While discussions began
two years ago, the council's work has begun to bear fruit only in recent months.
Kerkemeyer was hired last fall.
One of the first
visible results of the garden's closer ties with Metro East is the garden that
surrounds a new sculpture of Sacajawea, the Indian woman who accompanied the
Lewis and Clark expedition, at Lewis and Clark Community College in Godfrey. The
sculpture by Glenna Goodacre and the garden were dedicated on May 14.
The college has retained landscape architects Marshall
Tyler Rausch, the same firm used by the garden, to develop a campus master
plan.
The council also is working closely with East St.
Louis resident Mamie Boulden to expand her community garden activities.
Boulden first planted a garden on a vacant lot near her
home. Now, with the help and advice of Shaw's Garden East, she's working on a
community garden project.
The council also instituted
"Greening the Garden Years," a program to enrich the lives of senior citizens
through plant-related activities. The first partner in that program is the Eden
Village retirement community in Glen Carbon, but it will soon be extended to
other senior communities in the Metro East area.
The
garden is actively seeking a $33 million National Science Foundation grant that
would allow it to establish a "Greater St. Louis Math Science
Partnership," a pilot program to improve mathematics and science education
in schools in both Missouri and Illinois. Some 40 Metro East school districts -
from Red Bud to North Greene - would be partnership members.
Kerkemeyer said one of the council's goals is to make Illinois
residents more aware of the garden, which she said is one of the top botanical
institutions in the world.
Korte and his wife have been
garden members for 25 years. He said that although 25 percent of the region's
people live in Illinois, they account for only about 15 percent of Shaw's Garden
visitors.
Korte said the projects that have begun to
sprout around the area are only the first examples of a new bistate
partnership.
He said other St.

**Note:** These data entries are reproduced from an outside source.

pub mod train_jobs;
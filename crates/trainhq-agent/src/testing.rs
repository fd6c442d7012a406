//! In-process fakes shared by the unit tests.

use std::{
    collections::BTreeMap,
    net::SocketAddr,
    path::PathBuf,
    sync::{Arc, Mutex},
};

use async_trait::async_trait;
use chrono::Utc;
use tokio::sync::Semaphore;
use trainhq_model::{ArtifactUrls, Job, JobId, JobStatus, RawStatusEntry};

use crate::archive::ArchiveProvider;
use crate::artifacts::ArtifactDownloader;
use crate::device::DeviceIdentity;
use crate::error::{ArchiveError, RemoteServiceError, StoreError};
use crate::hq_client::{HqApi, SubmitPayload};
use crate::store::{JobPatch, JobStore};

/// Fresh directory under the system temp dir.
pub fn scratch_dir(label: &str) -> PathBuf {
    let dir = std::env::temp_dir().join(format!("trainhq-test-{label}-{}", uuid::Uuid::new_v4()));
    std::fs::create_dir_all(&dir).unwrap();
    dir
}

/// Serves `app` on an ephemeral local port for the rest of the test.
pub async fn spawn_http(app: axum::Router) -> SocketAddr {
    let listener = tokio::net::TcpListener::bind("127.0.0.1:0").await.unwrap();
    let addr = listener.local_addr().unwrap();
    tokio::spawn(async move {
        let _ = axum::serve(listener, app).await;
    });
    addr
}

#[derive(Default)]
pub struct MemoryJobStore {
    inner: Mutex<MemoryInner>,
}

#[derive(Default)]
struct MemoryInner {
    next_id: i64,
    jobs: BTreeMap<i64, Job>,
}

impl MemoryInner {
    fn insert(&mut self, dataset_paths: Vec<PathBuf>, status: JobStatus, handle: Option<&str>) -> Job {
        self.next_id += 1;
        let now = Utc::now();
        let job = Job {
            id: JobId(self.next_id),
            dataset_paths,
            status,
            remote_handle: handle.map(str::to_string),
            artifacts: ArtifactUrls::default(),
            created_at: now,
            updated_at: now,
        };
        self.jobs.insert(job.id.0, job.clone());
        job
    }
}

impl MemoryJobStore {
    /// Inserts a job directly in the given state.
    pub fn seed(&self, status: JobStatus, handle: Option<&str>) -> Job {
        let mut inner = self.inner.lock().unwrap();
        let n = inner.next_id + 1;
        inner.insert(vec![PathBuf::from(format!("/data/tub_{n}"))], status, handle)
    }

    pub fn get_sync(&self, id: JobId) -> Option<Job> {
        self.inner.lock().unwrap().jobs.get(&id.0).cloned()
    }

    /// All jobs, oldest first.
    pub fn snapshot(&self) -> Vec<Job> {
        self.inner.lock().unwrap().jobs.values().cloned().collect()
    }
}

#[async_trait]
impl JobStore for MemoryJobStore {
    async fn create(&self, dataset_paths: &[PathBuf]) -> Result<Job, StoreError> {
        let mut inner = self.inner.lock().unwrap();
        Ok(inner.insert(dataset_paths.to_vec(), JobStatus::Scheduled, None))
    }

    async fn update(&self, id: JobId, patch: JobPatch) -> Result<Job, StoreError> {
        let mut inner = self.inner.lock().unwrap();
        let job = inner.jobs.get_mut(&id.0).ok_or(StoreError::NotFound(id))?;
        patch.apply(job);
        job.updated_at = Utc::now();
        Ok(job.clone())
    }

    async fn get(&self, id: JobId) -> Result<Option<Job>, StoreError> {
        Ok(self.get_sync(id))
    }

    async fn list_by_status(&self, statuses: &[JobStatus]) -> Result<Vec<Job>, StoreError> {
        let inner = self.inner.lock().unwrap();
        let mut jobs: Vec<Job> = inner
            .jobs
            .values()
            .filter(|j| statuses.contains(&j.status))
            .cloned()
            .collect();
        jobs.sort_by(|a, b| b.created_at.cmp(&a.created_at).then(b.id.0.cmp(&a.id.0)));
        Ok(jobs)
    }

    async fn get_by_handle(&self, handle: &str) -> Result<Option<Job>, StoreError> {
        let inner = self.inner.lock().unwrap();
        Ok(inner
            .jobs
            .values()
            .find(|j| j.remote_handle.as_deref() == Some(handle))
            .cloned())
    }

    async fn delete(&self, ids: &[JobId]) -> Result<(), StoreError> {
        let mut inner = self.inner.lock().unwrap();
        for id in ids {
            inner.jobs.remove(&id.0);
        }
        Ok(())
    }
}

/// Parks a fake call until the test opens it.
pub struct Gate {
    entered: Semaphore,
    release: Semaphore,
}

impl Gate {
    pub fn new() -> Arc<Self> {
        Arc::new(Self {
            entered: Semaphore::new(0),
            release: Semaphore::new(0),
        })
    }

    /// Resolves once a call is parked at the gate.
    pub async fn wait_entered(&self) {
        self.entered.acquire().await.unwrap().forget();
    }

    pub fn open(&self) {
        self.release.add_permits(1024);
    }

    async fn pass(&self) {
        self.entered.add_permits(1);
        let _permit = self.release.acquire().await.unwrap();
    }
}

pub struct FakeHq {
    handle: String,
    submit_error: Option<RemoteServiceError>,
    fetch_error: Option<RemoteServiceError>,
    gate: Option<Arc<Gate>>,
    panic_on_fetch: bool,
    statuses: Mutex<Vec<RawStatusEntry>>,
    submitted: Mutex<Vec<SubmitPayload>>,
    fetch_calls: Mutex<Vec<Vec<String>>>,
}

impl Default for FakeHq {
    fn default() -> Self {
        Self {
            handle: "19460b57-27fa-4e7d-8a79-9434af0f9629".to_string(),
            submit_error: None,
            fetch_error: None,
            gate: None,
            panic_on_fetch: false,
            statuses: Mutex::new(Vec::new()),
            submitted: Mutex::new(Vec::new()),
            fetch_calls: Mutex::new(Vec::new()),
        }
    }
}

impl FakeHq {
    pub fn with_handle(mut self, handle: &str) -> Self {
        self.handle = handle.to_string();
        self
    }

    pub fn with_submit_error(mut self, err: RemoteServiceError) -> Self {
        self.submit_error = Some(err);
        self
    }

    pub fn with_fetch_error(mut self, err: RemoteServiceError) -> Self {
        self.fetch_error = Some(err);
        self
    }

    pub fn with_gate(mut self, gate: Arc<Gate>) -> Self {
        self.gate = Some(gate);
        self
    }

    pub fn panicking(mut self) -> Self {
        self.panic_on_fetch = true;
        self
    }

    /// Entries returned by every later `fetch_statuses`.
    pub fn set_statuses(&self, entries: Vec<serde_json::Value>) {
        *self.statuses.lock().unwrap() = entries.into_iter().map(RawStatusEntry::from).collect();
    }

    pub fn submitted(&self) -> Vec<SubmitPayload> {
        self.submitted.lock().unwrap().clone()
    }

    pub fn fetch_calls(&self) -> Vec<Vec<String>> {
        self.fetch_calls.lock().unwrap().clone()
    }
}

#[async_trait]
impl HqApi for FakeHq {
    async fn submit_job(&self, payload: &SubmitPayload) -> Result<String, RemoteServiceError> {
        self.submitted.lock().unwrap().push(payload.clone());
        match &self.submit_error {
            Some(err) => Err(err.clone()),
            None => Ok(self.handle.clone()),
        }
    }

    async fn fetch_statuses(
        &self,
        handles: &[String],
    ) -> Result<Vec<RawStatusEntry>, RemoteServiceError> {
        self.fetch_calls.lock().unwrap().push(handles.to_vec());
        if let Some(gate) = &self.gate {
            gate.pass().await;
        }
        if self.panic_on_fetch {
            panic!("fake HQ exploded");
        }
        match &self.fetch_error {
            Some(err) => Err(err.clone()),
            None => Ok(self.statuses.lock().unwrap().clone()),
        }
    }
}

type ArchiveFailure = Box<dyn Fn() -> ArchiveError + Send + Sync>;

pub struct FakeArchiver {
    scratch: PathBuf,
    failure: Option<ArchiveFailure>,
    calls: Mutex<Vec<Vec<PathBuf>>>,
}

impl FakeArchiver {
    /// Writes a real placeholder archive into a fresh scratch dir.
    pub fn ok(label: &str) -> Self {
        Self {
            scratch: scratch_dir(label),
            failure: None,
            calls: Mutex::new(Vec::new()),
        }
    }

    pub fn failing(f: impl Fn() -> ArchiveError + Send + Sync + 'static) -> Self {
        Self {
            scratch: std::env::temp_dir(),
            failure: Some(Box::new(f)),
            calls: Mutex::new(Vec::new()),
        }
    }

    pub fn calls(&self) -> Vec<Vec<PathBuf>> {
        self.calls.lock().unwrap().clone()
    }
}

#[async_trait]
impl ArchiveProvider for FakeArchiver {
    async fn generate_archive(&self, paths: &[PathBuf]) -> Result<PathBuf, ArchiveError> {
        self.calls.lock().unwrap().push(paths.to_vec());
        if let Some(failure) = &self.failure {
            return Err(failure());
        }
        let out = self
            .scratch
            .join(format!("tub_archive_{}.tar.gz", uuid::Uuid::new_v4()));
        tokio::fs::write(&out, b"fake-archive").await?;
        Ok(out)
    }
}

pub struct FakeDevice {
    pub mac: Option<String>,
    pub hostname: String,
}

impl Default for FakeDevice {
    fn default() -> Self {
        Self {
            mac: Some("b8:27:eb:00:00:01".to_string()),
            hostname: "donkeycar".to_string(),
        }
    }
}

impl DeviceIdentity for FakeDevice {
    fn mac_address(&self) -> Option<String> {
        self.mac.clone()
    }

    fn hostname(&self) -> String {
        self.hostname.clone()
    }
}

#[derive(Default)]
pub struct RecordingDownloader {
    calls: Mutex<Vec<Job>>,
}

impl RecordingDownloader {
    pub fn calls(&self) -> Vec<Job> {
        self.calls.lock().unwrap().clone()
    }
}

impl ArtifactDownloader for RecordingDownloader {
    fn download_artifacts(&self, job: &Job) {
        self.calls.lock().unwrap().push(job.clone());
    }
}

Louis area cultural
institutions want to develop closer ties with Illinois "but Peter Raven is the
one who decided to go ahead and do it."
"If all the
cultural institutions would pull together (with Illinois people and
institutions) on projects they can do jointly, it could really change the way
this region interacts," Kerkemeyer said.
NOTES: Reporter Terry Hillig:; E-mail:
thillig@post-dispatch.com; Phone: 618-659-3638
GRAPHIC: PHOTO; Color photo by David Carson/Post-Dispatch -
BLOSSOMING IN GODFREY; Josh Grenzebach of AAIC Architects/Engineers in
Collinsville walks in front of the recently landscaped statue of Sacajawea at
Lewis and Clark Community College in Godfrey. The landscaping was done with help
from the Missouri Botanical Garden.; (This color photo appeared in the Alton
Area Post)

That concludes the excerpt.